Lebih dari 200 jurnal kesehatan menyerukan tindakan segera terhadap krisis iklim | krisis iklim


Lebih dari 200 jurnal kesehatan di seluruh dunia menerbitkan editorial yang menyerukan para pemimpin untuk mengambil tindakan segera terhadap perubahan iklim dan melindungi kesehatan.

British Medical Journal mengatakan ini adalah pertama kalinya beberapa publikasi berkumpul untuk mengeluarkan pernyataan yang sama, yang mencerminkan gawatnya situasi.

Editorial, yang diterbitkan menjelang Sidang Umum Perserikatan Bangsa-Bangsa dan KTT iklim COP26 di Glasgow pada bulan November, mengatakan, “Sebelum pertemuan penting ini, kami – editor jurnal kesehatan di seluruh dunia – menyerukan tindakan segera untuk menjaga rata-rata suhu global naik lebih rendah Dari 1,5 derajat Celcius, hentikan perusakan alam, lindungi kesehatan.
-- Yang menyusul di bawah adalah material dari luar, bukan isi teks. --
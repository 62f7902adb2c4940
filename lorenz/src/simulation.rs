use lorenz_diffeq::{
    OdeProblem, Solver,
    stepping::{SolveBudget, TimeGrid},
};

use crate::{
    errors::LorenzErrors,
    field::LorenzField,
    parameters::{RangePolicy, SystemParameters},
    state::State,
    trajectory::Trajectory,
};

/// Grid settings as supplied by a caller, validated when a run starts.
#[derive(Clone, Copy, Debug, PartialEq, serde::Serialize, serde::Deserialize)]
#[serde(default)]
pub struct GridSpec {
    pub t_increment: f64,
    pub t_max: f64,
}

impl Default for GridSpec {
    fn default() -> Self {
        Self {
            t_increment: TimeGrid::DEFAULT_T_INCREMENT,
            t_max: TimeGrid::DEFAULT_T_MAX,
        }
    }
}

impl GridSpec {
    pub fn new(t_increment: f64, t_max: f64) -> Self {
        Self { t_increment, t_max }
    }

    pub fn to_grid(&self) -> Result<TimeGrid, LorenzErrors> {
        Ok(TimeGrid::new(self.t_increment, self.t_max)?)
    }
}

/// Everything a run needs apart from its initial point.
///
/// A `Simulation` holds no mutable state, so one value can drive any number
/// of independent runs, e.g. system A and system B of a comparison.
#[derive(Clone, Copy, Debug, PartialEq)]
pub struct Simulation {
    pub params: SystemParameters,
    pub grid: GridSpec,
    pub solver: Solver,
    pub range_policy: RangePolicy,
    pub budget: SolveBudget,
}

impl Default for Simulation {
    fn default() -> Self {
        Self::new(SystemParameters::default())
    }
}

impl Simulation {
    pub fn new(params: SystemParameters) -> Self {
        Self {
            params,
            grid: GridSpec::default(),
            solver: Solver::default(),
            range_policy: RangePolicy::default(),
            budget: SolveBudget::default(),
        }
    }

    pub fn with_grid(mut self, grid: GridSpec) -> Self {
        self.grid = grid;
        self
    }

    pub fn with_solver(mut self, solver: Solver) -> Self {
        self.solver = solver;
        self
    }

    pub fn with_range_policy(mut self, range_policy: RangePolicy) -> Self {
        self.range_policy = range_policy;
        self
    }

    pub fn with_budget(mut self, budget: SolveBudget) -> Self {
        self.budget = budget;
        self
    }

    /// Integrates the Lorenz system from `initial` over the configured grid.
    ///
    /// Inputs are validated before any step is taken. The trajectory holds one
    /// sample per grid time, the first being `initial` at t = 0.
    pub fn run(&self, initial: State) -> Result<Trajectory, LorenzErrors> {
        self.params.validate(self.range_policy)?;
        initial.validate()?;
        let grid = self.grid.to_grid()?;

        let problem = OdeProblem::new(LorenzField::new(self.params)).with_budget(self.budget);
        let result = problem.solve_fixed(&initial, &grid, self.solver)?;
        Ok(Trajectory::from_result(result))
    }
}

/// Integrates `field` from `initial` on `grid` with classical RK4.
///
/// The parameters of `field` are used as given; see `Simulation` for range
/// enforcement, other methods and budgets.
pub fn integrate(
    field: &LorenzField,
    initial: State,
    grid: GridSpec,
) -> Result<Trajectory, LorenzErrors> {
    Simulation::new(field.params).with_grid(grid).run(initial)
}

/// Runs the system with `params` from `initial` on the default grid.
pub fn simulate(params: SystemParameters, initial: State) -> Result<Trajectory, LorenzErrors> {
    Simulation::new(params).run(initial)
}

#[cfg(test)]
mod tests {
    use super::*;
    use approx::assert_abs_diff_eq;
    use std::time::Duration;

    #[test]
    fn test_default_scenario() {
        let traj = simulate(SystemParameters::default(), State::INITIAL).unwrap();
        assert_eq!(traj.len(), 4000);

        let first = traj.first().unwrap();
        assert_eq!((first.x, first.y, first.z, first.t), (1.0, 1.0, 1.0, 0.0));

        // chaotic but bounded
        assert!(traj.iter().all(|s| s.state().norm() < 100.0));
    }

    #[test]
    fn test_length_matches_grid() {
        let field = LorenzField::default();
        for (dt, t_max) in [(0.01, 40.0), (0.3, 1.0), (0.05, 3.0), (0.007, 2.5), (5.0, 1.0)] {
            let traj = integrate(&field, State::INITIAL, GridSpec::new(dt, t_max)).unwrap();
            assert_eq!(traj.len(), (t_max / dt).ceil() as usize);
        }
    }

    #[test]
    fn test_time_column_spacing() {
        let traj = simulate(SystemParameters::default(), State::INITIAL).unwrap();
        let t = traj.column("t").unwrap();
        assert_eq!(t[0], 0.0);
        for pair in t.windows(2) {
            assert!(pair[1] > pair[0]);
            assert_abs_diff_eq!(pair[1] - pair[0], 0.01, epsilon = 1e-9);
        }
        assert!(*t.last().unwrap() < 40.0);
    }

    #[test]
    fn test_deterministic() {
        let sim = Simulation::new(SystemParameters::default().with_rho(21.0));
        let a = sim.run(State::new(-2.0, 3.0, 10.0)).unwrap();
        let b = sim.run(State::new(-2.0, 3.0, 10.0)).unwrap();
        assert_eq!(a, b);
    }

    #[test]
    fn test_sensitive_dependence() {
        let params = SystemParameters::default();
        let a = simulate(params, State::new(1.0, 1.0, 1.0)).unwrap();
        let b = simulate(params, State::new(1.0, 1.0, 1.00001)).unwrap();
        let separation = a.separation(&b);

        // indistinguishable early on
        assert!(separation[..100].iter().all(|d| *d < 1e-2));
        // visibly apart around t = 20
        let late = separation[1500..2500].iter().cloned().fold(0.0, f64::max);
        assert!(late > 1.0, "max separation in [15, 25) was {late}");
        let t_sep = a.separation_time(&b, 1.0).unwrap();
        assert!(t_sep < 25.0);
    }

    #[test]
    fn test_decay_below_bifurcation() {
        // with rho < 1 the origin is the only fixed point and is globally attracting
        let params = SystemParameters::default().with_rho(0.5);
        let initial = State::new(0.1, -0.05, 0.1);
        let traj = simulate(params, initial).unwrap();
        assert!(traj.last().unwrap().state().norm() < 1e-6);

        // at rho = 1 the decay is slow but the orbit must not grow
        let params = SystemParameters::default().with_rho(1.0);
        let initial = State::new(0.01, 0.01, 0.01);
        let traj = simulate(params, initial).unwrap();
        for s in traj.iter().filter(|s| s.t > 5.0) {
            assert!(s.state().norm() < initial.norm());
        }
    }

    #[test]
    fn test_methods_agree_over_short_horizon() {
        let sim = Simulation::default().with_grid(GridSpec::new(0.001, 1.0));
        let rk4 = sim.run(State::INITIAL).unwrap();
        let dp5 = sim.with_solver(Solver::DormandPrince5).run(State::INITIAL).unwrap();
        for d in rk4.separation(&dp5) {
            assert!(d < 1e-6);
        }
    }

    #[test]
    fn test_invalid_grid() {
        for grid in [
            GridSpec::new(0.0, 40.0),
            GridSpec::new(-0.01, 40.0),
            GridSpec::new(0.01, 0.0),
            GridSpec::new(0.01, -40.0),
            // too many samples to ever store
            GridSpec::new(1e-12, 1e7),
        ] {
            let err = integrate(&LorenzField::default(), State::INITIAL, grid).unwrap_err();
            assert!(matches!(err, LorenzErrors::InvalidGrid { .. }));
        }
    }

    #[test]
    fn test_invalid_parameters() {
        let err = simulate(SystemParameters::default().with_rho(f64::NAN), State::INITIAL)
            .unwrap_err();
        assert!(matches!(err, LorenzErrors::InvalidParameter { name: "rho", .. }));

        let err = simulate(SystemParameters::default(), State::new(1.0, f64::INFINITY, 1.0))
            .unwrap_err();
        assert!(matches!(err, LorenzErrors::InvalidParameter { name: "initial.y", .. }));

        let sim = Simulation::new(SystemParameters::default().with_beta(12.0))
            .with_range_policy(RangePolicy::Enforce);
        let err = sim.run(State::INITIAL).unwrap_err();
        assert!(matches!(err, LorenzErrors::InvalidParameter { name: "beta", .. }));
    }

    #[test]
    fn test_large_finite_values_are_not_errors() {
        // far outside the attractor, no clamping is applied
        let initial = State::new(1e3, -1e3, 1e3);
        let sim = Simulation::default().with_grid(GridSpec::new(1e-5, 1e-3));
        let traj = sim.run(initial).unwrap();
        assert_eq!(traj.len(), 100);
        assert_eq!(traj.first().unwrap().state(), initial);
        assert!(traj.iter().all(|s| s.state().norm() > 100.0));
    }

    #[test]
    fn test_divergence_fails_without_partial_output() {
        // a step far too large for the dynamics overflows
        let sim = Simulation::new(SystemParameters::new(10.0, 28.0, 8.0 / 3.0))
            .with_grid(GridSpec::new(1.0, 100.0));
        match sim.run(State::INITIAL) {
            Err(LorenzErrors::IntegrationDiverged { index, t }) => {
                assert!(index > 0);
                assert_abs_diff_eq!(t, index as f64, epsilon = 1e-12);
            }
            other => panic!("unexpected {other:?}"),
        }
    }

    #[test]
    fn test_budgets() {
        let sim = Simulation::default().with_budget(SolveBudget::default().with_max_samples(1000));
        assert!(matches!(
            sim.run(State::INITIAL),
            Err(LorenzErrors::SampleBudgetExceeded {
                required: 4000,
                limit: 1000
            })
        ));

        let sim = Simulation::default()
            .with_budget(SolveBudget::default().with_max_duration(Duration::ZERO));
        assert!(matches!(
            sim.run(State::INITIAL),
            Err(LorenzErrors::IntegrationTimeout { .. })
        ));
    }
}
“Kesehatan sudah dipengaruhi oleh kenaikan suhu global dan kehancuran alam, situasi yang menjadi perhatian para profesional kesehatan selama beberapa dekade.
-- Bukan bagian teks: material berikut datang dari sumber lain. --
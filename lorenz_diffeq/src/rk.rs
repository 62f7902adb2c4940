use std::{array, time::Instant};

use crate::{
    OdeModel,
    errors::OdeErrors,
    saving::MemoryResult,
    state::Integrable,
    stepping::{SolveBudget, TimeGrid},
    tableau::ButcherTableau,
};

// preallocated buffers for intermediate calculations
struct RKBuffers<State: Integrable, const STAGES: usize> {
    k: [State; STAGES],
    state: State,
    derivative: State,
}

impl<State: Integrable, const STAGES: usize> Default for RKBuffers<State, STAGES> {
    fn default() -> Self {
        Self {
            k: array::from_fn(|_| State::default()),
            state: State::default(),
            derivative: State::default(),
        }
    }
}

/// Explicit Runge-Kutta integrator for any tableau.
pub struct RungeKutta<State: Integrable, const STAGES: usize> {
    x: State,
    y: State,
    tableau: ButcherTableau<STAGES>,
    active_stages: usize,
    buffers: RKBuffers<State, STAGES>,
}

impl<State: Integrable, const STAGES: usize> RungeKutta<State, STAGES> {
    pub fn new(tableau: ButcherTableau<STAGES>) -> Self {
        Self {
            active_stages: tableau.active_stages(),
            x: State::default(),
            y: State::default(),
            tableau,
            buffers: RKBuffers::default(),
        }
    }

    /// Integrates over every sample of `grid`, starting from `x0` at t = 0.
    ///
    /// Fails on the first non-finite state or when the wall-clock budget
    /// runs out. Nothing is returned in either case.
    pub fn solve_fixed<Model: OdeModel<State = State>>(
        &mut self,
        model: &Model,
        x0: &State,
        grid: &TimeGrid,
        budget: &SolveBudget,
    ) -> Result<MemoryResult<State>, OdeErrors> {
        let n = grid.len();
        let dt = grid.t_increment();
        let start = Instant::now();

        let mut result = MemoryResult::new(n)?;
        self.x.clone_from(x0);
        if !self.x.is_finite() {
            return Err(OdeErrors::Diverged { index: 0, t: 0.0 });
        }
        result.insert(grid.time(0), &self.x);

        for i in 1..n {
            if let Some(limit) = budget.max_duration {
                if start.elapsed() >= limit {
                    return Err(OdeErrors::Timeout { limit, index: i });
                }
            }

            self.step(model, grid.time(i - 1), dt);

            let t = grid.time(i);
            if !self.y.is_finite() {
                return Err(OdeErrors::Diverged { index: i, t });
            }
            result.insert(t, &self.y);
            std::mem::swap(&mut self.x, &mut self.y);
        }

        Ok(result)
    }

    /// Advances `self.x` by one step of size `h`, storing the result in `self.y`.
    pub fn step<Model: OdeModel<State = State>>(&mut self, model: &Model, t: f64, h: f64) {
        let k = &mut self.buffers.k;

        // k0
        model.f(t, &self.x, &mut k[0]);

        // k1 - ks
        for s in 1..self.active_stages {
            // in place calculation of intermediate points
            self.buffers.state *= 0.0;
            // sum previous ks with appropriate scaling from tableau
            for i in 0..s {
                let a = self.tableau.a[s][i];
                if a == 0.0 {
                    continue;
                }
                self.buffers.derivative.clone_from(&k[i]);
                self.buffers.derivative *= a;
                self.buffers.state += &self.buffers.derivative;
            }
            self.buffers.state *= h;
            self.buffers.state += &self.x;

            model.f(t + self.tableau.c[s] * h, &self.buffers.state, &mut k[s]);
        }

        self.y.clone_from(&self.x);
        for s in 0..self.active_stages {
            let b = self.tableau.b[s];
            if b == 0.0 {
                continue;
            }
            self.buffers.derivative.clone_from(&k[s]);
            self.buffers.derivative *= b * h;
            self.y += &self.buffers.derivative;
        }
    }
}
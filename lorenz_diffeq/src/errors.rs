use std::time::Duration;

use thiserror::Error;

#[derive(Debug, Error, Clone, PartialEq)]
pub enum OdeErrors {
    #[error("invalid time grid: t_increment={t_increment}, t_max={t_max} (both must be finite and > 0)")]
    InvalidGrid { t_increment: f64, t_max: f64 },
    #[error("state became non-finite at sample {index} (t={t})")]
    Diverged { index: usize, t: f64 },
    #[error("grid needs {required} samples but the budget allows {limit}")]
    SampleBudgetExceeded { required: usize, limit: usize },
    #[error("cannot allocate storage for {samples} samples")]
    StorageExhausted { samples: usize },
    #[error("integration exceeded its {limit:?} wall-clock budget at sample {index}")]
    Timeout { limit: Duration, index: usize },
}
“Ilmu pengetahuan tidak diragukan lagi. Peningkatan global 1,5°C di atas rata-rata pra-industri dan hilangnya keanekaragaman hayati yang terus berlanjut mengancam kerusakan kesehatan bencana yang tidak mungkin dapat dibalikkan.

Terlepas dari keasyikan dunia yang diperlukan dengan Covid-19, kita tidak bisa menunggu pandemi berlalu untuk mengurangi emisi dengan cepat.
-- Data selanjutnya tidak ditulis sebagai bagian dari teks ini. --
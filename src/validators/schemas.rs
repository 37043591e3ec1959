//! Grammars and compiled schemas
//!
//! A [`Grammar`] is the serde-facing description of a document type: element
//! declarations with their content patterns and attributes, shared named
//! definitions, kind overrides and a start element. [`Schema::from_grammar`]
//! compiles it once into an immutable registry of [`ElementSchema`]s that
//! can be shared across threads.

use std::path::Path;
use std::sync::Arc;

use indexmap::{IndexMap, IndexSet};
use serde::{Deserialize, Serialize};
use tracing::{debug, info};

use crate::documents::Element;
use crate::error::{CompileError, CompileErrorKind, Error, Result};
use crate::limits::Limits;
use crate::names::{validate_attribute_name, validate_tag_name};

use super::ast::Pattern;
use super::compiler::{CompileWarning, Compiler};
use super::elements::{ElementKind, ElementSchema};
use super::expressions::{Expression, TieBreak};
use super::iterators::ValidatingChildIter;

/// Declaration of one element in a grammar
#[derive(Debug, Clone, PartialEq, Serialize, Deserialize)]
pub struct ElementDecl {
    /// Content pattern
    pub content: Pattern,
    /// Allowed attribute names
    #[serde(default)]
    pub attributes: Vec<String>,
}

impl ElementDecl {
    /// Declaration without attributes
    pub fn new(content: Pattern) -> Self {
        Self {
            content,
            attributes: Vec::new(),
        }
    }

    /// Add allowed attributes (builder style)
    pub fn with_attributes<I, S>(mut self, names: I) -> Self
    where
        I: IntoIterator<Item = S>,
        S: Into<String>,
    {
        self.attributes.extend(names.into_iter().map(Into::into));
        self
    }
}

/// Source description of a schema
#[derive(Debug, Clone, Default, PartialEq, Serialize, Deserialize)]
#[serde(default)]
pub struct Grammar {
    /// Root element of conforming documents
    pub start: Option<String>,
    /// Element declarations by tag name
    pub elements: IndexMap<String, ElementDecl>,
    /// Named patterns usable through `ref`
    pub definitions: IndexMap<String, Pattern>,
    /// Declared kinds overriding inference
    #[serde(alias = "types")]
    pub kinds: IndexMap<String, ElementKind>,
}

impl Grammar {
    /// Create an empty grammar
    pub fn new() -> Self {
        Self::default()
    }

    /// Parse a grammar from JSON
    pub fn from_json(json: &str) -> Result<Self> {
        Ok(serde_json::from_str(json)?)
    }

    /// Declare an element (builder style)
    pub fn element(mut self, name: impl Into<String>, decl: ElementDecl) -> Self {
        self.elements.insert(name.into(), decl);
        self
    }

    /// Add a named definition (builder style)
    pub fn definition(mut self, name: impl Into<String>, pattern: Pattern) -> Self {
        self.definitions.insert(name.into(), pattern);
        self
    }

    /// Override an element kind (builder style)
    pub fn kind(mut self, name: impl Into<String>, kind: ElementKind) -> Self {
        self.kinds.insert(name.into(), kind);
        self
    }

    /// Set the start element (builder style)
    pub fn start(mut self, name: impl Into<String>) -> Self {
        self.start = Some(name.into());
        self
    }
}

/// Compiled registry of element declarations
#[derive(Debug, Clone, Default)]
pub struct Schema {
    elements: IndexMap<String, ElementSchema>,
    start: Option<String>,
    warnings: Vec<CompileWarning>,
    limits: Limits,
}

impl Schema {
    /// Assemble a schema from compiled declarations
    pub fn new(elements: IndexMap<String, ElementSchema>, start: Option<String>) -> Self {
        Self {
            elements,
            start,
            warnings: Vec::new(),
            limits: Limits::default(),
        }
    }

    /// Compile a grammar
    pub fn from_grammar(grammar: &Grammar, limits: Limits) -> Result<Self> {
        limits.check_elements(grammar.elements.len())?;
        if let Some(start) = &grammar.start {
            if !grammar.elements.contains_key(start) {
                return Err(CompileError::new(
                    CompileErrorKind::UnresolvedReference,
                    format!("start element '{}' is not declared", start),
                )
                .into());
            }
        }
        for name in grammar.kinds.keys() {
            if !grammar.elements.contains_key(name) {
                return Err(CompileError::new(
                    CompileErrorKind::UnresolvedReference,
                    format!("kind override for undeclared element '{}'", name),
                )
                .into());
            }
        }

        let mut compiler = Compiler::new(&grammar.definitions, limits.clone());
        let mut elements = IndexMap::with_capacity(grammar.elements.len());

        for (name, decl) in &grammar.elements {
            validate_tag_name(name)?;
            let mut attributes = IndexSet::with_capacity(decl.attributes.len());
            for attribute in &decl.attributes {
                validate_attribute_name(attribute)?;
                attributes.insert(attribute.clone());
            }

            compiler.set_location(Some(name.clone()));
            let expr = Expression::from(compiler.compile_pattern(&decl.content)?);
            for token in expr.allowed_tokens().iter().filter(|t| !t.is_text()) {
                validate_tag_name(token.name())?;
            }

            let kind = grammar
                .kinds
                .get(name)
                .copied()
                .unwrap_or_else(|| ElementKind::infer(&expr));
            debug!(element = %name, %kind, "compiled element");
            elements.insert(name.clone(), ElementSchema::new(name.clone(), kind, attributes, expr));
        }

        let warnings = compiler.take_warnings();
        info!(
            elements = elements.len(),
            warnings = warnings.len(),
            "schema compiled"
        );
        Ok(Self {
            elements,
            start: grammar.start.clone(),
            warnings,
            limits,
        })
    }

    /// Load a schema from JSON, either a grammar or the compact encoding
    pub fn from_json(json: &str, limits: Limits) -> Result<Self> {
        let value: serde_json::Value = serde_json::from_str(json)?;
        if value.is_array() {
            crate::compact::decode_value(&value).map(|schema| schema.with_limits(limits))
        } else {
            let grammar: Grammar = serde_json::from_value(value)?;
            Self::from_grammar(&grammar, limits)
        }
    }

    /// Read a schema file (grammar or compact JSON)
    pub fn from_file(path: impl AsRef<Path>, limits: Limits) -> Result<Self> {
        let json = std::fs::read_to_string(path)?;
        Self::from_json(&json, limits)
    }

    /// Replace the limits used by validation (builder style)
    pub fn with_limits(mut self, limits: Limits) -> Self {
        self.limits = limits;
        self
    }

    /// Use another interleave tie-break for every element (builder style)
    pub fn with_tie_break(mut self, strategy: Arc<dyn TieBreak>) -> Self {
        self.elements = std::mem::take(&mut self.elements)
            .into_iter()
            .map(|(name, schema)| (name, schema.with_tie_break(Arc::clone(&strategy))))
            .collect();
        self
    }

    /// Declaration for a tag
    pub fn element_schema(&self, tag: &str) -> Option<&ElementSchema> {
        self.elements.get(tag)
    }

    /// Declaration for a tag, as an error when undeclared
    pub fn require(&self, tag: &str) -> Result<&ElementSchema> {
        self.element_schema(tag)
            .ok_or_else(|| Error::Name(format!("Element '{}' is not declared", tag)))
    }

    /// All declarations in declaration order
    pub fn elements(&self) -> impl Iterator<Item = &ElementSchema> + '_ {
        self.elements.values()
    }

    /// Declared tag names in declaration order
    pub fn element_names(&self) -> impl Iterator<Item = &str> + '_ {
        self.elements.keys().map(String::as_str)
    }

    /// Check if a tag is declared
    pub fn contains(&self, tag: &str) -> bool {
        self.elements.contains_key(tag)
    }

    /// Number of declarations
    pub fn len(&self) -> usize {
        self.elements.len()
    }

    /// Check if nothing is declared
    pub fn is_empty(&self) -> bool {
        self.elements.is_empty()
    }

    /// Start element name
    pub fn start(&self) -> Option<&str> {
        self.start.as_deref()
    }

    /// Start element declaration
    pub fn start_schema(&self) -> Option<&ElementSchema> {
        self.start.as_deref().and_then(|name| self.element_schema(name))
    }

    /// Ambiguities resolved while compiling
    pub fn compile_warnings(&self) -> &[CompileWarning] {
        &self.warnings
    }

    /// Limits applied by validation
    pub fn limits(&self) -> &Limits {
        &self.limits
    }

    /// Incrementally validate the children of `element`
    ///
    /// `None` when the element is not declared.
    pub fn validating_children<'a>(&'a self, element: &'a Element) -> Option<ValidatingChildIter<'a>> {
        self.element_schema(&element.name)
            .map(|schema| ValidatingChildIter::new(schema, &element.children))
    }
}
Mencerminkan gravitasi saat ini, editorial ini muncul di majalah kesehatan di seluruh dunia.

“Kami bersatu dalam mengakui bahwa hanya perubahan mendasar dan adil pada masyarakat yang akan membalikkan arah kami saat ini.”

Dia menambahkan: “Ancaman terbesar bagi kesehatan masyarakat global adalah kegagalan terus-menerus dari para pemimpin dunia untuk menjaga kenaikan suhu global di bawah 1,5°C dan memulihkan alam.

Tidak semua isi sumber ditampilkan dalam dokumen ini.